Saved entries:
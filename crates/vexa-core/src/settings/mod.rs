//! Process-wide tunable policy.
//!
//! A flat key/value table shared by every process using the database. Values
//! are stored as strings and parsed at read time; a missing key is written
//! with its default on first read, and an unparsable value falls back to the
//! default with a warning instead of failing the caller.

use std::fmt;
use std::str::FromStr;

use chrono::Utc;
use rusqlite::{OptionalExtension, params};
use rust_decimal::Decimal;
use thiserror::Error;
use tracing::{info, warn};

use crate::amount::{Credits, parse_int_lenient};
use crate::db::{Database, DbError, from_unix};
use crate::gate::{GateMode, GateSettings};

const SCHEMA_SQL: &str = r"
CREATE TABLE IF NOT EXISTS settings (
    key TEXT PRIMARY KEY,
    value TEXT NOT NULL
);
";

/// Errors from the settings store.
#[derive(Debug, Error)]
#[non_exhaustive]
pub enum SettingsError {
    /// Storage failure.
    #[error(transparent)]
    Storage(#[from] DbError),

    /// The key is not a known setting.
    #[error("unknown setting: {0}")]
    UnknownKey(String),

    /// The value cannot be parsed for this setting.
    #[error("invalid value for {key}: {value:?}")]
    InvalidValue {
        /// The setting being written.
        key: SettingKey,
        /// The rejected value.
        value: String,
    },
}

/// Known setting keys.
#[derive(Debug, Clone, Copy, PartialEq, Eq, Hash)]
pub enum SettingKey {
    /// Credits paid to a referrer when a new account links to it.
    ReferralBonus,
    /// Credits granted to a new account.
    InitialGrant,
    /// Access-gate mode (`none`, `new`, `all`).
    GateMode,
    /// Access-gate target channel.
    GateChannel,
    /// Secondary link shown with the gate remedy.
    GateInstagramUrl,
    /// Unix seconds at which gate mode `new` was activated.
    GateActivatedAt,
    /// Credits charged per character of synthesized speech.
    CostPerChar,
}

impl SettingKey {
    /// Every known key.
    pub const ALL: [Self; 7] = [
        Self::ReferralBonus,
        Self::InitialGrant,
        Self::GateMode,
        Self::GateChannel,
        Self::GateInstagramUrl,
        Self::GateActivatedAt,
        Self::CostPerChar,
    ];

    /// Returns the stored key name.
    #[must_use]
    pub const fn as_str(self) -> &'static str {
        match self {
            Self::ReferralBonus => "BONUS_REFERRAL",
            Self::InitialGrant => "FREE_CREDIT",
            Self::GateMode => "FORCE_SUB_MODE",
            Self::GateChannel => "TG_CHANNEL",
            Self::GateInstagramUrl => "IG_URL",
            Self::GateActivatedAt => "FORCE_SUB_ACTIVATED_AT",
            Self::CostPerChar => "COST_PER_CHAR",
        }
    }

    /// Returns the default written on first read.
    #[must_use]
    pub const fn default_value(self) -> &'static str {
        match self {
            Self::ReferralBonus => "30",
            Self::InitialGrant => "80",
            Self::GateMode => "none",
            Self::GateChannel | Self::GateInstagramUrl => "",
            Self::GateActivatedAt => "0",
            Self::CostPerChar => "1",
        }
    }

    /// Returns `true` if `value` parses for this key.
    fn accepts(self, value: &str) -> bool {
        match self {
            Self::ReferralBonus | Self::InitialGrant => {
                Credits::parse_lenient(value).is_ok_and(|c| !c.is_negative())
            },
            Self::GateMode => value.parse::<GateMode>().is_ok(),
            Self::GateChannel | Self::GateInstagramUrl => true,
            Self::GateActivatedAt => parse_int_lenient(value).is_ok(),
            Self::CostPerChar => parse_rate(value).is_some(),
        }
    }
}

impl fmt::Display for SettingKey {
    fn fmt(&self, f: &mut fmt::Formatter<'_>) -> fmt::Result {
        f.write_str(self.as_str())
    }
}

impl FromStr for SettingKey {
    type Err = SettingsError;

    fn from_str(s: &str) -> Result<Self, Self::Err> {
        let wanted = s.trim();
        Self::ALL
            .into_iter()
            .find(|k| k.as_str().eq_ignore_ascii_case(wanted))
            .ok_or_else(|| SettingsError::UnknownKey(s.to_string()))
    }
}

/// Snapshot of every policy value this crate consumes.
#[derive(Debug, Clone, PartialEq, Eq)]
pub struct PolicySettings {
    /// Bonus paid to referrers.
    pub referral_bonus: Credits,
    /// Grant for new accounts.
    pub initial_grant: Credits,
    /// Per-character speech price.
    pub cost_per_char: Decimal,
    /// Access-gate policy.
    pub gate: GateSettings,
}

impl Default for PolicySettings {
    fn default() -> Self {
        Self {
            referral_bonus: Credits::whole(30),
            initial_grant: Credits::whole(80),
            cost_per_char: Decimal::ONE,
            gate: GateSettings::default(),
        }
    }
}

/// The settings table.
#[derive(Debug, Clone)]
pub struct SettingsStore {
    db: Database,
}

impl SettingsStore {
    /// Creates the store, applying the schema.
    ///
    /// # Errors
    ///
    /// Returns an error if the schema cannot be applied.
    pub fn new(db: Database) -> Result<Self, SettingsError> {
        db.write(|conn| conn.execute_batch(SCHEMA_SQL))?;
        Ok(Self { db })
    }

    /// Returns the raw stored value, without defaulting.
    ///
    /// # Errors
    ///
    /// Returns an error if the query fails.
    pub fn get(&self, key: SettingKey) -> Result<Option<String>, SettingsError> {
        Ok(self.db.read(|conn| {
            conn.query_row(
                "SELECT value FROM settings WHERE key = ?1",
                params![key.as_str()],
                |row| row.get(0),
            )
            .optional()
        })?)
    }

    /// Returns the value, writing the default first if the key is absent.
    ///
    /// # Errors
    ///
    /// Returns an error if the database operation fails.
    pub fn get_or_init(&self, key: SettingKey) -> Result<String, SettingsError> {
        Ok(self.db.write(|conn| {
            conn.execute(
                "INSERT INTO settings (key, value) VALUES (?1, ?2) ON CONFLICT(key) DO NOTHING",
                params![key.as_str(), key.default_value()],
            )?;
            conn.query_row(
                "SELECT value FROM settings WHERE key = ?1",
                params![key.as_str()],
                |row| row.get(0),
            )
        })?)
    }

    /// Overwrites a setting after checking that it parses.
    ///
    /// Setting the gate mode to `new` also records the activation time.
    ///
    /// # Errors
    ///
    /// Returns [`SettingsError::InvalidValue`] for unparsable values, or a
    /// storage error.
    pub fn set(&self, key: SettingKey, value: &str) -> Result<(), SettingsError> {
        let value = value.trim();
        if !key.accepts(value) {
            return Err(SettingsError::InvalidValue {
                key,
                value: value.to_string(),
            });
        }
        if key == SettingKey::GateMode {
            // Validated above.
            let mode = value.parse::<GateMode>().unwrap_or_default();
            return self.set_gate_mode(mode);
        }

        self.db.write(|conn| upsert(conn, key, value))?;
        info!(key = %key, value, "setting updated");
        Ok(())
    }

    /// Sets the gate mode; switching to `new` records the activation time.
    ///
    /// # Errors
    ///
    /// Returns an error if the database operation fails.
    pub fn set_gate_mode(&self, mode: GateMode) -> Result<(), SettingsError> {
        let now = Utc::now().timestamp().to_string();
        self.db.write(|conn| {
            let tx = conn.transaction()?;
            upsert(&tx, SettingKey::GateMode, mode.as_str())?;
            if mode == GateMode::New {
                upsert(&tx, SettingKey::GateActivatedAt, &now)?;
            }
            tx.commit()
        })?;
        info!(mode = %mode, "access-gate mode updated");
        Ok(())
    }

    /// Advances the gate mode through `none` → `new` → `all` and returns the
    /// new mode.
    ///
    /// # Errors
    ///
    /// Returns an error if the database operation fails.
    pub fn cycle_gate_mode(&self) -> Result<GateMode, SettingsError> {
        let next = self.gate_settings()?.mode.next();
        self.set_gate_mode(next)?;
        Ok(next)
    }

    /// Reads a credit amount setting.
    ///
    /// # Errors
    ///
    /// Returns an error if the database operation fails.
    pub fn credits(&self, key: SettingKey) -> Result<Credits, SettingsError> {
        let raw = self.get_or_init(key)?;
        Ok(parse_or_default(key, &raw, |v| {
            Credits::parse_lenient(v).ok().filter(|c| !c.is_negative())
        }))
    }

    /// Reads the access-gate settings.
    ///
    /// # Errors
    ///
    /// Returns an error if the database operation fails.
    pub fn gate_settings(&self) -> Result<GateSettings, SettingsError> {
        let mode = self.get_or_init(SettingKey::GateMode)?;
        let activated = self.get_or_init(SettingKey::GateActivatedAt)?;
        Ok(GateSettings {
            mode: parse_or_default(SettingKey::GateMode, &mode, |v| v.parse().ok()),
            channel: self.get_or_init(SettingKey::GateChannel)?.trim().to_string(),
            instagram_url: self
                .get_or_init(SettingKey::GateInstagramUrl)?
                .trim()
                .to_string(),
            activated_at: from_unix(parse_or_default(
                SettingKey::GateActivatedAt,
                &activated,
                |v| parse_int_lenient(v).ok(),
            )),
        })
    }

    /// Reads every policy value in one call.
    ///
    /// # Errors
    ///
    /// Returns an error if the database operation fails.
    pub fn policy(&self) -> Result<PolicySettings, SettingsError> {
        let rate = self.get_or_init(SettingKey::CostPerChar)?;
        Ok(PolicySettings {
            referral_bonus: self.credits(SettingKey::ReferralBonus)?,
            initial_grant: self.credits(SettingKey::InitialGrant)?,
            cost_per_char: parse_or_default(SettingKey::CostPerChar, &rate, parse_rate),
            gate: self.gate_settings()?,
        })
    }
}

fn upsert(conn: &rusqlite::Connection, key: SettingKey, value: &str) -> rusqlite::Result<()> {
    conn.execute(
        "INSERT INTO settings (key, value) VALUES (?1, ?2)
         ON CONFLICT(key) DO UPDATE SET value = excluded.value",
        params![key.as_str(), value],
    )?;
    Ok(())
}

fn parse_rate(value: &str) -> Option<Decimal> {
    let normalized = crate::amount::normalize_digits(value);
    Decimal::from_str(&normalized)
        .ok()
        .filter(|d| !d.is_sign_negative())
}

/// Parses `raw`, falling back to the key's default (and logging) when the
/// stored value is unusable.
fn parse_or_default<T>(key: SettingKey, raw: &str, parse: impl Fn(&str) -> Option<T>) -> T
where
    T: Default,
{
    if let Some(value) = parse(raw) {
        return value;
    }
    warn!(key = %key, value = raw, "unparsable setting, using default");
    parse(key.default_value()).unwrap_or_default()
}

#[cfg(test)]
mod tests {
    use super::*;

    fn store() -> SettingsStore {
        SettingsStore::new(Database::in_memory().unwrap()).unwrap()
    }

    #[test]
    fn test_defaults_are_written_lazily() {
        let store = store();
        assert_eq!(store.get(SettingKey::ReferralBonus).unwrap(), None);

        assert_eq!(store.get_or_init(SettingKey::ReferralBonus).unwrap(), "30");
        assert_eq!(
            store.get(SettingKey::ReferralBonus).unwrap().as_deref(),
            Some("30")
        );
    }

    #[test]
    fn test_policy_defaults() {
        let policy = store().policy().unwrap();
        assert_eq!(policy, PolicySettings::default());
        assert_eq!(policy.initial_grant, Credits::whole(80));
        assert_eq!(policy.gate.mode, GateMode::None);
    }

    #[test]
    fn test_set_overwrites_and_validates() {
        let store = store();
        store.set(SettingKey::InitialGrant, "۱۰۰").unwrap();
        assert_eq!(
            store.credits(SettingKey::InitialGrant).unwrap(),
            Credits::whole(100)
        );

        let err = store.set(SettingKey::InitialGrant, "lots").unwrap_err();
        assert!(matches!(err, SettingsError::InvalidValue { .. }));
        let err = store.set(SettingKey::GateMode, "maybe").unwrap_err();
        assert!(matches!(err, SettingsError::InvalidValue { .. }));
    }

    #[test]
    fn test_unparsable_stored_value_falls_back() {
        let store = store();
        store
            .db
            .write(|conn| upsert(conn, SettingKey::ReferralBonus, "thirty"))
            .unwrap();
        assert_eq!(
            store.credits(SettingKey::ReferralBonus).unwrap(),
            Credits::whole(30)
        );
    }

    #[test]
    fn test_mode_new_records_activation_time() {
        let store = store();
        let before = Utc::now().timestamp();

        store.set(SettingKey::GateMode, "new").unwrap();
        let gate = store.gate_settings().unwrap();

        assert_eq!(gate.mode, GateMode::New);
        assert!(gate.activated_at.timestamp() >= before);
    }

    #[test]
    fn test_cycle_gate_mode() {
        let store = store();
        assert_eq!(store.cycle_gate_mode().unwrap(), GateMode::New);
        assert_eq!(store.cycle_gate_mode().unwrap(), GateMode::All);
        assert_eq!(store.cycle_gate_mode().unwrap(), GateMode::None);
    }

    #[test]
    fn test_gate_target_is_trimmed() {
        let store = store();
        store.set(SettingKey::GateChannel, "  @vexa_news ").unwrap();
        assert_eq!(store.gate_settings().unwrap().channel, "@vexa_news");
    }

    #[test]
    fn test_key_names() {
        assert_eq!(
            "force_sub_mode".parse::<SettingKey>().unwrap(),
            SettingKey::GateMode
        );
        assert!("NOPE".parse::<SettingKey>().is_err());
        assert_eq!(
            store().policy().unwrap().cost_per_char,
            Decimal::ONE
        );
    }
}
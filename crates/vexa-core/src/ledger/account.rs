//! Account record types.

use std::fmt;
use std::str::FromStr;

use chrono::{DateTime, Utc};
use rusqlite::types::{FromSql, FromSqlResult, ToSql, ToSqlOutput, ValueRef};
use serde::{Deserialize, Serialize};

use crate::amount::{AmountError, Credits, parse_int_lenient};

/// Locale assigned to accounts that have not picked one yet.
pub const DEFAULT_LOCALE: &str = "fa";

/// Stable external identity of an account (the messenger's numeric user id).
#[derive(Debug, Clone, Copy, PartialEq, Eq, PartialOrd, Ord, Hash, Serialize, Deserialize)]
#[serde(transparent)]
pub struct AccountId(i64);

impl AccountId {
    /// Wraps a numeric identity.
    #[must_use]
    pub const fn new(id: i64) -> Self {
        Self(id)
    }

    /// Returns the numeric identity.
    #[must_use]
    pub const fn get(self) -> i64 {
        self.0
    }

    /// Returns the referral code other accounts use to link to this one.
    ///
    /// The code is derived from the identity itself, so it is stable across
    /// repeated `get_or_create` calls.
    #[must_use]
    pub fn referral_code(self) -> String {
        self.0.to_string()
    }
}

impl fmt::Display for AccountId {
    fn fmt(&self, f: &mut fmt::Formatter<'_>) -> fmt::Result {
        write!(f, "{}", self.0)
    }
}

impl FromStr for AccountId {
    type Err = AmountError;

    /// Parses an id typed by a person (Persian/Arabic digits accepted).
    fn from_str(s: &str) -> Result<Self, Self::Err> {
        parse_int_lenient(s).map(Self)
    }
}

impl ToSql for AccountId {
    fn to_sql(&self) -> rusqlite::Result<ToSqlOutput<'_>> {
        self.0.to_sql()
    }
}

impl FromSql for AccountId {
    fn column_result(value: ValueRef<'_>) -> FromSqlResult<Self> {
        i64::column_result(value).map(Self)
    }
}

/// Display metadata refreshed on every sighting of an account.
#[derive(Debug, Clone, Default, PartialEq, Eq, Serialize, Deserialize)]
pub struct DisplayHints {
    /// Messenger handle, without the leading `@`.
    pub username: String,
    /// Human-readable name.
    pub display_name: String,
}

impl DisplayHints {
    /// Creates display hints.
    #[must_use]
    pub fn new(username: impl Into<String>, display_name: impl Into<String>) -> Self {
        Self {
            username: username.into(),
            display_name: display_name.into(),
        }
    }
}

/// The persisted identity, balance and metadata for one user.
#[derive(Debug, Clone, PartialEq, Eq, Serialize, Deserialize)]
pub struct Account {
    /// Stable external identity.
    pub id: AccountId,
    /// Messenger handle.
    pub username: String,
    /// Human-readable name.
    pub display_name: String,
    /// When the account was first seen.
    pub joined_at: DateTime<Utc>,
    /// Spendable credits; never negative.
    pub balance: Credits,
    /// Code other accounts use to link to this one.
    pub referral_code: String,
    /// The account that referred this one, set at most once.
    pub referred_by: Option<AccountId>,
    /// Banned accounts cannot enter flows or spend credits.
    pub banned: bool,
    /// Most recent activity; never moves backwards.
    pub last_seen: DateTime<Utc>,
    /// Selected display language.
    pub locale: String,
    /// When the daily reward was last claimed (Unix epoch if never).
    pub last_daily_reward_at: DateTime<Utc>,
    /// Default text-to-speech voice, if the user picked one.
    pub selected_voice: Option<String>,
}

impl Account {
    /// Returns `true` if the balance covers `amount`.
    #[must_use]
    pub fn can_afford(&self, amount: Credits) -> bool {
        self.balance >= amount
    }
}

/// Outcome of a daily reward claim.
#[derive(Debug, Clone, Copy, PartialEq, Eq)]
pub enum DailyReward {
    /// The reward was credited.
    Granted {
        /// Credits added.
        amount: Credits,
    },
    /// The reward was already claimed within the interval.
    Cooldown {
        /// Seconds until the next claim is allowed.
        remaining_secs: u64,
    },
}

TASK TO CARRY OUT =>
Within the entries above, find the string "true" and return each line that holds it.

RESPONSE TO THIS TASK =>
    /// Returns `true` if `value` parses for this key.
            Self::GateChannel | Self::GateInstagramUrl => true,
    /// Returns `true` if the balance covers `amount`.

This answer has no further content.